A veces no hace falta que nadie nos diga que hacer y tampoco está bien que siempre responsabilicemos a otros de su deber de limpiar. A Fernando, como a muchos de nosotros, le llevan los demonios cada vez que sale al campo y se encuentra basura de todo tipo tirada en los caminos o entre la vegetación.
Su gesto os puede parecer pequeño, pero no lo es. Una vez al mes aparca la bicicleta y dedica parte de su tiempo a recoger botellas, latas y todo tipo de residuos acumulados en el entorno natural y las vías pecuarias de Colmenarejo.
Este pasado domingo hizo su recorrido habitual desde la zona del Monte Cuesta Blanca en dirección a su casa y recogió lo que otros tiran. Según nos cuenta, a lo largo de un año ha llegado a retirar más de 200 kilos de basura.
Latas y envases
Entre lo que encuentra hay latas de cerveza y refrescos, botellas, cajetillas de tabaco, envases de comida precocinada y otros residuos abandonados en plena naturaleza.
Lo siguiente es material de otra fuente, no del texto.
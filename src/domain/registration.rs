use serde::{Deserialize, Serialize};

use crate::domain::types::{ClientId, DateCode, TripId};

/// A client booked on a trip.
#[derive(Clone, Debug, Serialize, Deserialize, PartialEq)]
#[serde(rename_all = "camelCase")]
pub struct Registration {
    pub id_client: ClientId,
    pub id_trip: TripId,
    pub registered_at: DateCode,
    pub payment_date: Option<DateCode>,
}

#[derive(Clone, Debug, PartialEq)]
pub struct NewRegistration {
    pub id_client: ClientId,
    pub id_trip: TripId,
    pub registered_at: DateCode,
    pub payment_date: Option<DateCode>,
}

impl NewRegistration {
    /// Registration and payment are both stamped with the same day.
    #[must_use]
    pub fn new(id_client: ClientId, id_trip: TripId, today: DateCode) -> Self {
        Self {
            id_client,
            id_trip,
            registered_at: today,
            payment_date: Some(today),
        }
    }
}

impl From<NewRegistration> for Registration {
    fn from(value: NewRegistration) -> Self {
        Self {
            id_client: value.id_client,
            id_trip: value.id_trip,
            registered_at: value.registered_at,
            payment_date: value.payment_date,
        }
    }
}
No son degradables y no aparecen solos ahí.
Este vecino realiza esta tarea por iniciativa propia y la entiende como una pequeña forma de prestar “un servicio a la comunidad” y de contribuir a mantener limpio el entorno del Parque Regional del Curso Medio del Río Guadarrama.
Lo que más le preocupa, explica, es la falta de respeto hacia espacios que forman parte del patrimonio natural de todos. Y repito: “de todos”.
“Algo se ha perdido del equilibrio con la naturaleza”, lamenta Fernando
Las imágenes que nos ha enviado después de su última salida muestran hasta qué punto un simple paseo por algunos de nuestros caminos puede terminar llenando bolsas de residuos. Y el valor de un trabajo voluntario que plantea también una pregunta bastante sencilla: ¿tan difícil es llevarse de vuelta aquello que uno mismo ha llevado al campo?